Chapter Thirty-Four #2

‘It’s horrible to think about it now because I’m clean and sober – really sober,’ Keera says, wincing.

Most of the group grin.

‘Feeling your feelings is horrible. I can’t believe I can never drink again or never use anything.’

‘You can,’ says Sasha with a shrug. ‘But it’ll kill you. Addiction is a progressive disease.’

‘I know.’

Keera looks at the floor and then forces herself to lift her head and look at everyone in the room, apart from Sketch.

She has no idea how Sketch particularly will stay clean when he leaves.

He’s been in rehab four times already, Oliver had told her.

Keera does not want to come back here if she can help it.

‘I had sex in a back hallway with the son of my mother’s friend, someone I’d only met in passing a few times before. We were both wasted. I am not sure how we were able to remain vertical.’

She can almost feel as if she’s back there. It had been the day that Empress magazine had published her interview. Bobbi had been so angry with her for things that Keera felt were not her fault!

So Keera had done what she always did to avoid her mother’s anger. She’d started drinking. By evening, when she and Bobbi arrived at Bobbi’s friend’s house in a convoy of taxis after leaving the restaurant, everyone was buzzing after a successful lunch.

The party was whisked through to the garden room which was jammed with orchids and jungle foliage.

There was music, more drinks, laughter and gossip.

Keera hadn’t been buzzing, though.

She’d been nursing her bruised heart and was so drunk that she almost couldn’t remember why she’d been so sad.

All she knew was that she needed more.

The skinny shy guy with the bad shag haircut would never have been on Keera’s ‘must-date’ list but, same as the last time they’d met, he had drugs. Cocaine and a lot of some downer he called ‘La La Land’ which they were saving for afters.

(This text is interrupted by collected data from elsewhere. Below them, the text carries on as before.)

//! Message names and bodies published by the orchestrator.

use serde::{Deserialize, Serialize};
use serde_json::Value;

use crate::events::EventType;

// ============================================================================
// Message names
// ============================================================================

pub const HOST_WEBSOCKET_CONNECTED: &str = "HOST_WEBSOCKET_CONNECTED";
pub const HOST_WEBSOCKET_DISCONNECTED: &str = "HOST_WEBSOCKET_DISCONNECTED";
pub const HOST_LOGS_UPDATE: &str = "HOST_LOGS_UPDATE";
pub const HOST_STATS_UPDATE: &str = "HOST_STATS_UPDATE";
pub const HOST_VM_STATE_CHANGED: &str = "HOST_VM_STATE_CHANGED";
pub const HOST_VM_ADDED: &str = "HOST_VM_ADDED";
pub const HOST_VM_REMOVED: &str = "HOST_VM_REMOVED";
pub const HOST_VM_UPDATED: &str = "HOST_VM_UPDATED";

/// VM lifecycle messages emitted by hosts on the `pdfm` topic.
pub const VM_STATE_CHANGED: &str = "VM_STATE_CHANGED";
pub const VM_ADDED: &str = "VM_ADDED";
pub const VM_REMOVED: &str = "VM_REMOVED";
pub const VM_UPDATED: &str = "VM_UPDATED";

pub const STATE_WEBSOCKET_CONNECTED: &str = "websocket_connected";
pub const STATE_WEBSOCKET_DISCONNECTED: &str = "websocket_disconnected";

/// Heartbeat text sent to hosts and answered with `pong`.
pub const PING: &str = "ping";
pub const PONG: &str = "pong";

/// Subscriber control message asking for its own client id.
pub const CLIENT_ID_REQUEST: &str = "client-id";
/// Message text of protocol error replies.
pub const ERROR: &str = "error";
pub const WARNING: &str = "warning";

pub const WELCOME_MESSAGE: &str = "WebSocket connection established subscribed to global by default";

// ============================================================================
// Bodies
// ============================================================================

/// Host connection state change.
#[derive(Debug, Clone, PartialEq, Eq, Serialize, Deserialize)]
pub struct HostHealthUpdate {
    pub host_id: String,
    pub state: String,
}

#[derive(Debug, Clone, PartialEq, Serialize, Deserialize)]
pub struct HostLogsUpdate {
    pub host_id: String,
    pub log: Value,
}

#[derive(Debug, Clone, PartialEq, Serialize, Deserialize)]
pub struct HostStatsUpdate {
    pub host_id: String,
    pub stats: Value,
}

/// VM event re-published with the id of the host it came from.
#[derive(Debug, Clone, PartialEq, Serialize, Deserialize)]
pub struct HostVmEvent {
    pub host_id: String,
    pub event: Value,
}

/// Minimal heartbeat frame sent to hosts.
#[derive(Debug, Clone, PartialEq, Eq, Serialize, Deserialize)]
pub struct HeartbeatFrame {
    #[serde(rename = "type")]
    pub event_type: EventType,
    pub message: String,
}

impl HeartbeatFrame {
    pub fn ping() -> Self {
        Self {
            event_type: EventType::Health,
            message: PING.to_string(),
        }
    }
}

// ============================================================================
// Subscriber requests and replies
// ============================================================================

/// Sent to a subscriber right after it is registered.
#[derive(Debug, Clone, PartialEq, Eq, Serialize, Deserialize)]
pub struct ConnectResponse {
    pub client_id: String,
    pub subscriptions: Vec<EventType>,
}

/// Remove topics from a subscriber.
#[derive(Debug, Clone, PartialEq, Eq, Serialize, Deserialize)]
pub struct UnsubscribeRequest {
    pub client_id: String,
    pub event_types: Vec<String>,
}

#[derive(Debug, Clone, PartialEq, Eq, Serialize, Deserialize)]
pub struct UnsubscribeResponse {
    pub client_id: String,
    pub removed: Vec<EventType>,
}

/// Reply to a `client-id` control request.
#[derive(Debug, Clone, PartialEq, Eq, Serialize, Deserialize)]
pub struct ClientIdResponse {
    pub client_id: String,
}

/// Body of a `system`/`error` or `system`/`warning` reply.
#[derive(Debug, Clone, PartialEq, Eq, Serialize, Deserialize)]
pub struct ProtocolNotice {
    pub error: String,
    #[serde(default, skip_serializing_if = "Vec::is_empty")]
    pub valid_types: Vec<EventType>,
}
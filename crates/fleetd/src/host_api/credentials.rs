//! Resolve the auth header for a host.

use std::time::{Duration, Instant};

use async_trait::async_trait;
use dashmap::DashMap;
use log::debug;
use reqwest::Client;
use serde::{Deserialize, Serialize};

use super::error::{HostApiError, HostApiResult};
use crate::hosts::HostRecord;

pub const API_KEY_HEADER: &str = "X-Api-Key";

/// A single header to attach to host requests and WebSocket handshakes.
#[derive(Debug, Clone, PartialEq, Eq)]
pub struct AuthHeader {
    pub name: &'static str,
    pub value: String,
}

impl AuthHeader {
    pub fn bearer(token: &str) -> Self {
        Self {
            name: "Authorization",
            value: format!("Bearer {token}"),
        }
    }

    pub fn api_key(key: &str) -> Self {
        Self {
            name: API_KEY_HEADER,
            value: key.to_string(),
        }
    }
}

/// Shared by the HTTP client and the WebSocket client.
#[async_trait]
pub trait CredentialResolver: Send + Sync {
    /// `None` when the host needs no authentication.
    async fn resolve(&self, host: &HostRecord) -> HostApiResult<Option<AuthHeader>>;

    /// Forget any cached token for the host, e.g. after a 401.
    fn invalidate(&self, _host_id: &str) {}
}

#[derive(Debug, Serialize)]
struct LoginRequest<'a> {
    email: &'a str,
    password: &'a str,
}

#[derive(Debug, Deserialize)]
struct LoginResponse {
    token: String,
}

#[derive(Debug, Clone)]
struct CachedToken {
    username: String,
    token: String,
    fetched_at: Instant,
}

/// Uses the host's API key when present, otherwise logs in with
/// username/password and caches the bearer token.
#[derive(Debug)]
pub struct HostCredentialResolver {
    client: Client,
    token_ttl: Duration,
    tokens: DashMap<String, CachedToken>,
}

impl HostCredentialResolver {
    pub fn new(client: Client, token_ttl: Duration) -> Self {
        Self {
            client,
            token_ttl,
            tokens: DashMap::new(),
        }
    }

    fn cached(&self, host_id: &str, username: &str) -> Option<String> {
        let entry = self.tokens.get(host_id)?;
        (entry.username == username && entry.fetched_at.elapsed() < self.token_ttl)
            .then(|| entry.token.clone())
    }

    async fn login(&self, host: &HostRecord, username: &str, password: &str) -> HostApiResult<String> {
        let url = format!("{}/v1/auth/token", host.base_url());
        debug!("requesting token for host {} as {}", host.id, username);

        let response = self
            .client
            .post(&url)
            .json(&LoginRequest {
                email: username,
                password,
            })
            .send()
            .await
            .map_err(|e| HostApiError::Credentials(HostApiError::from_reqwest(&url, e).to_string()))?;

        let status = response.status();
        if !status.is_success() {
            let body = response.text().await.unwrap_or_default();
            return Err(HostApiError::Credentials(
                HostApiError::from_status(&url, status, body).to_string(),
            ));
        }

        let login: LoginResponse = response
            .json()
            .await
            .map_err(|e| HostApiError::Credentials(format!("invalid token response: {e}")))?;
        Ok(login.token)
    }
}

#[async_trait]
impl CredentialResolver for HostCredentialResolver {
    async fn resolve(&self, host: &HostRecord) -> HostApiResult<Option<AuthHeader>> {
        let Some(auth) = &host.authentication else {
            return Ok(None);
        };

        if let Some(key) = auth.api_key.as_deref().filter(|k| !k.is_empty()) {
            return Ok(Some(AuthHeader::api_key(key)));
        }

        let (Some(username), Some(password)) = (auth.username.as_deref(), auth.password.as_deref())
        else {
            return Ok(None);
        };

        if let Some(token) = self.cached(&host.id, username) {
            return Ok(Some(AuthHeader::bearer(&token)));
        }

        let token = self.login(host, username, password).await?;
        self.tokens.insert(
            host.id.clone(),
            CachedToken {
                username: username.to_string(),
                token: token.clone(),
                fetched_at: Instant::now(),
            },
        );
        Ok(Some(AuthHeader::bearer(&token)))
    }

    fn invalidate(&self, host_id: &str) {
        self.tokens.remove(host_id);
    }
}

#[cfg(test)]
mod tests {
    use super::*;
    use crate::hosts::HostAuthentication;
    use std::sync::Arc;
    use std::sync::atomic::{AtomicUsize, Ordering};

    use axum::routing::post;
    use axum::{Json, Router};

    fn resolver() -> HostCredentialResolver {
        HostCredentialResolver::new(Client::new(), Duration::from_secs(60))
    }

    #[tokio::test]
    async fn no_authentication_means_no_header() {
        let host = HostRecord::new("h1", "127.0.0.1");
        assert_eq!(resolver().resolve(&host).await.unwrap(), None);
    }

    #[tokio::test]
    async fn api_key_wins_over_password() {
        let mut host = HostRecord::new("h1", "127.0.0.1");
        host.authentication = Some(HostAuthentication {
            username: Some("root".to_string()),
            password: Some("secret".to_string()),
            api_key: Some("k-123".to_string()),
        });

        let header = resolver().resolve(&host).await.unwrap().unwrap();
        assert_eq!(header, AuthHeader::api_key("k-123"));
    }

    #[tokio::test]
    async fn password_login_is_cached() {
        let calls = Arc::new(AtomicUsize::new(0));
        let counter = calls.clone();
        let app = Router::new().route(
            "/api/v1/auth/token",
            post(move |Json(body): Json<serde_json::Value>| {
                let counter = counter.clone();
                async move {
                    counter.fetch_add(1, Ordering::SeqCst);
                    assert_eq!(body["email"], "root");
                    Json(serde_json::json!({ "token": "tok-1" }))
                }
            }),
        );
        let listener = tokio::net::TcpListener::bind("127.0.0.1:0").await.unwrap();
        let port = listener.local_addr().unwrap().port();
        tokio::spawn(async move {
            let _ = axum::serve(listener, app).await;
        });

        let mut host = HostRecord::new("h1", "127.0.0.1");
        host.port = Some(port);
        host.authentication = Some(HostAuthentication {
            username: Some("root".to_string()),
            password: Some("secret".to_string()),
            api_key: None,
        });

        let resolver = resolver();
        let first = resolver.resolve(&host).await.unwrap().unwrap();
        let second = resolver.resolve(&host).await.unwrap().unwrap();
        assert_eq!(first.value, "Bearer tok-1");
        assert_eq!(first, second);
        assert_eq!(calls.load(Ordering::SeqCst), 1);

        resolver.invalidate("h1");
        resolver.resolve(&host).await.unwrap();
        assert_eq!(calls.load(Ordering::SeqCst), 2);
    }

    #[tokio::test]
    async fn failed_login_is_a_credentials_error() {
        let mut host = HostRecord::new("h1", "127.0.0.1");
        // Nothing listens on port 9; the connection is refused.
        host.port = Some(9);
        host.authentication = Some(HostAuthentication {
            username: Some("root".to_string()),
            password: Some("secret".to_string()),
            api_key: None,
        });

        let err = resolver().resolve(&host).await.unwrap_err();
        assert!(matches!(err, HostApiError::Credentials(_)));
    }
}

‘I wasn’t thinking at all,’ Keera says now. ‘The thinking part of me went out the window when I was drinking and with coke, I became this horrible person. I thought I was funny and clever, yeah, sexy too.’

Beside her, Jordy nods.

‘Nothing else mattered but getting more stuff, more not-thinking juice. I kept taking it and taking it and I was jammed up against this guy when his mother found us. She screamed and he ran. She called my mother, who turned up and I was giggling because I’d taken my boots off and couldn’t get them back on—’

She feels the familiar wave of self-disgust at this story, at the thought of herself standing with her jeans lying on the floor along with skinny Bad-Haircut’s tee and his yellow Gucci slides.

Today, for the first time, the wave isn’t as intense.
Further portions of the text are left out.